Elon Musk orders removal of suicide prevention feature on Twitter, sources say.

The removal of the feature, known as #ThereIsHelp, has not previously been reported. It had shown at the top of specific searches the contacts of support organizations in many countries related to mental health, HIV, vaccines, child sexual exploitation, COVID-19, gender-based violence, natural disasters and freedom of expression.

Its removal could raise concerns about the welfare of vulnerable users on Twitter. Musk said impressions, or views, of harmful content have been declining since he took the reins in October, tweeting graphs showing a downward trend, though researchers and civil rights groups followed an increase in tweets containing racial slurs and other hate speech contents.
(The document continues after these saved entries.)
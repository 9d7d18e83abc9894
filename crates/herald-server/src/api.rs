// Copyright (c) 2025 Geoffrey Huntley <ghuntley@ghuntley.com>. All rights
// reserved. SPDX-License-Identifier: Proprietary

use std::sync::Arc;

use axum::{
	routing::{get, post},
	Router,
};
use herald_server_search_service::SearchService;

use crate::routes;

/// Shared state for every handler.
#[derive(Clone)]
pub struct AppState {
	pub service: Arc<SearchService>,
}

impl AppState {
	pub fn new(service: SearchService) -> Self {
		Self {
			service: Arc::new(service),
		}
	}
}

/// Builds the application router. Tracing and CORS layers are added by the
/// binary.
pub fn create_router(state: AppState) -> Router {
	Router::new()
		.route("/health", get(routes::health::health_check))
		.route(
			"/api/search",
			post(routes::search::news_search).get(routes::search::web_search),
		)
		.with_state(state)
}
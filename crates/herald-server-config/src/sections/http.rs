// Copyright (c) 2025 Geoffrey Huntley <ghuntley@ghuntley.com>. All rights reserved.
// SPDX-License-Identifier: Proprietary

//! HTTP listener configuration section.

use serde::{Deserialize, Serialize};

pub const DEFAULT_HOST: &str = "0.0.0.0";
pub const DEFAULT_PORT: u16 = 3000;

#[derive(Debug, Clone, Default, Serialize, Deserialize)]
pub struct HttpConfigLayer {
	pub host: Option<String>,
	pub port: Option<u16>,
}

impl HttpConfigLayer {
	pub fn merge(&mut self, other: Self) {
		if other.host.is_some() {
			self.host = other.host;
		}
		if other.port.is_some() {
			self.port = other.port;
		}
	}

	pub fn finalize(self) -> HttpConfig {
		HttpConfig {
			host: self.host.unwrap_or_else(|| DEFAULT_HOST.to_string()),
			port: self.port.unwrap_or(DEFAULT_PORT),
		}
	}
}

#[derive(Debug, Clone, Serialize, Deserialize)]
pub struct HttpConfig {
	pub host: String,
	pub port: u16,
}

impl Default for HttpConfig {
	fn default() -> Self {
		HttpConfigLayer::default().finalize()
	}
}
Twitter and Musk did not respond to requests for comment on the feature’s removal.

Washington-based AIDS United, which has been promoted in #ThereIsHelp, and iLaw, a Thai group cited for supporting free speech, both told Reuters on Friday that the feature’s disappearance came as a surprise to them.

AIDS United said a Web page linked to the Twitter feature was drawing about 70 views a day through Dec. 18. Since then, she has attracted a total of 14 views.
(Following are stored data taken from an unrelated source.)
// Copyright (c) 2025 Geoffrey Huntley <ghuntley@ghuntley.com>. All rights
// reserved. SPDX-License-Identifier: Proprietary

//! Request/response types for the GNews API.

use chrono::{DateTime, Utc};
use herald_common_core::{display_date_time, Article, ArticleSource, UNKNOWN_PUBLISHER};
use serde::Deserialize;
use serde_json::Value;

/// GNews returns at most this many articles per request.
pub const MAX_PER_REQUEST: u32 = 10;

/// Length of the `content` fallback used when an article has no description.
const SUMMARY_FALLBACK_CHARS: usize = 200;

/// A single GNews search.
#[derive(Debug, Clone, PartialEq, Eq)]
pub struct GnewsRequest {
	pub query: String,
	pub max: u32,
	pub lang: String,
	/// ISO 8601 lower bound, already widened to a timestamp.
	pub from: Option<String>,
	/// ISO 8601 upper bound, already widened to a timestamp.
	pub to: Option<String>,
}

impl GnewsRequest {
	pub fn new(query: impl Into<String>) -> Self {
		Self {
			query: query.into(),
			max: MAX_PER_REQUEST,
			lang: "en".to_string(),
			from: None,
			to: None,
		}
	}

	pub fn with_max(mut self, max: u32) -> Self {
		self.max = max.clamp(1, MAX_PER_REQUEST);
		self
	}

	/// Sets the date window; plain dates cover the whole day on each side.
	pub fn with_date_range(mut self, from: Option<&str>, to: Option<&str>) -> Self {
		self.from = from.map(|d| widen_bound(d, Bound::Start));
		self.to = to.map(|d| widen_bound(d, Bound::End));
		self
	}
}

#[derive(Debug, Clone, Copy, PartialEq, Eq)]
pub(crate) enum Bound {
	Start,
	End,
}

/// Turns `2025-01-31` into `2025-01-31T23:59:59Z` (or `T00:00:00Z` for a lower
/// bound). Full timestamps and unrecognised strings pass through unchanged.
pub(crate) fn widen_bound(raw: &str, bound: Bound) -> String {
	let raw = raw.trim();
	if DateTime::parse_from_rfc3339(raw).is_ok() {
		return raw.to_string();
	}
	match herald_common_core::parse_date(raw) {
		Some(date) => {
			let time = match bound {
				Bound::Start => "00:00:00",
				Bound::End => "23:59:59",
			};
			format!("{}T{time}Z", date.format("%Y-%m-%d"))
		}
		None => raw.to_string(),
	}
}

/// Normalized GNews search result.
#[derive(Debug, Clone)]
pub struct GnewsResponse {
	pub query: String,
	pub total_articles: u64,
	pub articles: Vec<Article>,
}

#[derive(Debug, Deserialize)]
#[serde(rename_all = "camelCase")]
pub(crate) struct GnewsApiResponse {
	#[serde(default)]
	pub total_articles: Option<u64>,
	#[serde(default)]
	pub articles: Option<Vec<GnewsApiArticle>>,
	#[serde(default)]
	pub errors: Option<Value>,
}

#[derive(Debug, Deserialize)]
#[serde(rename_all = "camelCase")]
pub(crate) struct GnewsApiArticle {
	#[serde(default)]
	pub title: Option<String>,
	#[serde(default)]
	pub description: Option<String>,
	#[serde(default)]
	pub content: Option<String>,
	#[serde(default)]
	pub url: Option<String>,
	#[serde(default)]
	pub image: Option<String>,
	#[serde(default)]
	pub published_at: Option<String>,
	#[serde(default)]
	pub source: Option<GnewsApiSource>,
}

#[derive(Debug, Deserialize)]
pub(crate) struct GnewsApiSource {
	#[serde(default)]
	pub name: Option<String>,
}

/// First human-readable message of a GNews `errors` payload.
///
/// GNews sends either a list of strings or an object keyed by field.
pub(crate) fn first_error_message(errors: &Value) -> String {
	let message = match errors {
		Value::String(s) => Some(s.clone()),
		Value::Array(items) => items.iter().find_map(|v| v.as_str().map(str::to_string)),
		Value::Object(map) => map.values().find_map(|v| match v {
			Value::String(s) => Some(s.clone()),
			Value::Array(items) => items.first().and_then(|i| i.as_str()).map(str::to_string),
			_ => None,
		}),
		_ => None,
	};
	message.unwrap_or_else(|| "GNews API error".to_string())
}

impl GnewsApiArticle {
	pub(crate) fn into_article(self, index: usize) -> Article {
		let (published_date, published_time) = self
			.published_at
			.as_deref()
			.and_then(|raw| DateTime::parse_from_rfc3339(raw).ok())
			.map(|dt| display_date_time(dt.with_timezone(&Utc)))
			.map_or((None, None), |(d, t)| (Some(d), Some(t)));

		let summary = self
			.description
			.filter(|d| !d.trim().is_empty())
			.or_else(|| {
				self.content
					.map(|c| c.chars().take(SUMMARY_FALLBACK_CHARS).collect::<String>())
			})
			.unwrap_or_default();

		Article {
			title: self.title.unwrap_or_default(),
			publisher: self
				.source
				.and_then(|s| s.name)
				.filter(|n| !n.trim().is_empty())
				.unwrap_or_else(|| UNKNOWN_PUBLISHER.to_string()),
			published_date,
			published_time,
			url: self.url.unwrap_or_default(),
			summary,
			image: self.image.filter(|i| !i.is_empty()),
			relevance_score: Article::position_score(index),
			source: Some(ArticleSource::Gnews),
		}
	}
}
Damar Juniarto, executive director of Twitter partner Southeast Asia Freedom of Expression Network, tweeted Friday about the missing feature, saying the social media service’s “stupid actions” could lead to his organization abandoning it.
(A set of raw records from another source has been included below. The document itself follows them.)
// Copyright (c) 2025 Geoffrey Huntley <ghuntley@ghuntley.com>. All rights reserved.
// SPDX-License-Identifier: Proprietary

//! OpenAI-compatible API types and conversions.

use herald_common_core::{LlmRequest, LlmResponse, Message, Role};
use herald_common_secret::SecretString;
use serde::{Deserialize, Serialize};

/// Configuration for an OpenAI-compatible client.
#[derive(Debug, Clone)]
pub struct OpenAiConfig {
	pub api_key: SecretString,
	/// Full chat-completions URL, e.g. `https://api.groq.com/openai/v1/chat/completions`.
	pub endpoint: String,
	pub model: String,
	/// Additional headers sent with every request (OpenRouter wants `HTTP-Referer`).
	pub extra_headers: Vec<(String, String)>,
}

impl OpenAiConfig {
	pub fn new(api_key: SecretString) -> Self {
		Self {
			api_key,
			endpoint: "https://api.openai.com/v1/chat/completions".to_string(),
			model: "gpt-4o-mini".to_string(),
			extra_headers: Vec::new(),
		}
	}

	pub fn with_endpoint(mut self, endpoint: impl Into<String>) -> Self {
		self.endpoint = endpoint.into();
		self
	}

	pub fn with_model(mut self, model: impl Into<String>) -> Self {
		self.model = model.into();
		self
	}

	pub fn with_header(mut self, name: impl Into<String>, value: impl Into<String>) -> Self {
		self.extra_headers.push((name.into(), value.into()));
		self
	}
}

/// Chat completion request body.
#[derive(Debug, Clone, Serialize)]
pub struct OpenAiRequest {
	pub model: String,
	pub messages: Vec<OpenAiMessage>,
	#[serde(skip_serializing_if = "Option::is_none")]
	pub max_tokens: Option<u32>,
	#[serde(skip_serializing_if = "Option::is_none")]
	pub temperature: Option<f32>,
}

impl OpenAiRequest {
	pub fn from_llm_request(request: &LlmRequest) -> Self {
		Self {
			model: request.model.clone(),
			messages: request.messages.iter().map(OpenAiMessage::from).collect(),
			max_tokens: request.max_tokens,
			temperature: request.temperature,
		}
	}
}

#[derive(Debug, Clone, Serialize, Deserialize)]
pub struct OpenAiMessage {
	pub role: String,
	#[serde(default)]
	pub content: Option<String>,
}

impl From<&Message> for OpenAiMessage {
	fn from(message: &Message) -> Self {
		let role = match message.role {
			Role::System => "system",
			Role::User => "user",
			Role::Assistant => "assistant",
		};
		Self {
			role: role.to_string(),
			content: Some(message.content.clone()),
		}
	}
}

/// Chat completion response. Some gateways return HTTP 200 with an `error`
/// body instead of choices, so every field is optional.
#[derive(Debug, Clone, Deserialize)]
pub struct OpenAiResponse {
	#[serde(default)]
	pub id: Option<String>,
	#[serde(default)]
	pub model: Option<String>,
	#[serde(default)]
	pub choices: Vec<OpenAiChoice>,
	#[serde(default)]
	pub error: Option<OpenAiErrorDetail>,
}

#[derive(Debug, Clone, Deserialize)]
pub struct OpenAiChoice {
	#[serde(default)]
	pub message: Option<OpenAiMessage>,
	#[serde(default)]
	pub finish_reason: Option<String>,
}

impl OpenAiResponse {
	/// Text of the first choice, if there is any.
	pub fn first_content(&self) -> Option<&str> {
		self.choices
			.first()
			.and_then(|c| c.message.as_ref())
			.and_then(|m| m.content.as_deref())
	}

	pub fn into_llm_response(self, requested_model: &str) -> LlmResponse {
		let content = self.first_content().unwrap_or_default().to_string();
		let finish_reason = self.choices.first().and_then(|c| c.finish_reason.clone());
		LlmResponse {
			content,
			model: self.model.unwrap_or_else(|| requested_model.to_string()),
			finish_reason,
			grounding: Vec::new(),
		}
	}
}

/// API error envelope.
#[derive(Debug, Clone, Deserialize)]
pub struct OpenAiError {
	pub error: OpenAiErrorDetail,
}

#[derive(Debug, Clone, Deserialize)]
pub struct OpenAiErrorDetail {
	#[serde(default)]
	pub message: String,
	#[serde(rename = "type", default)]
	pub error_type: Option<String>,
	/// A string for OpenAI, a number for OpenRouter.
	#[serde(default)]
	pub code: Option<serde_json::Value>,
}

impl OpenAiErrorDetail {
	pub fn is_rate_limit_code(&self) -> bool {
		match &self.code {
			Some(serde_json::Value::Number(n)) => n.as_u64() == Some(429),
			Some(serde_json::Value::String(s)) => s == "rate_limit_exceeded" || s == "insufficient_quota",
			_ => false,
		}
	}
}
Reuters could not immediately determine why Musk would order the feature removed. Sources with knowledge of his decision declined to be named because they feared reprisals. One said millions of people had come across #ThereIsHelp messages.

Eirliani Abdul Rahman, who had served on a recently disbanded Twitter content advisory group, said the disappearance of #ThereIsHelp was “extremely disturbing and deeply disturbing.”

Although it was only temporarily removed to allow room for improvement, “usually you should work on it in parallel, not remove it,” she said.

Partly due to pressure from consumer safety groups, Internet services including Twitter, Google and Facebook have tried for years to direct users to well-known resource providers, such as public emergency numbers. , when they suspect that a person may be in danger.

Twitter had launched some prompts about five years ago, and some were available in more than 30 countries, according to company tweets. In one of its blog posts about the feature, Twitter said it was responsible for ensuring users can “access and receive help on our service when they need it most.”

At the time Musk bought the company, the feature was expanded to display information related to searches for natural disasters in Indonesia and Malaysia.

Alex Goldenberg, senior intelligence analyst at the nonprofit Network Contagion Research Institute, said guests who appeared in search results a few days ago were no longer visible Thursday.

He and his colleagues published research in August showing that monthly Twitter mentions of certain terms associated with self-harm have increased by more than 500% over the previous year or so, with younger users particularly at risk when seeing this type of content. .

“If this decision is emblematic of a change in policy that they are no longer taking these issues seriously, that is extraordinarily dangerous,” Goldenberg said. “This goes against Musk’s previous commitment to put children’s safety first.”

Musk said he wanted to fight child pornography on Twitter and criticized the previous owner’s handling of the problem. But it has removed many of the teams involved in handling potentially offensive material.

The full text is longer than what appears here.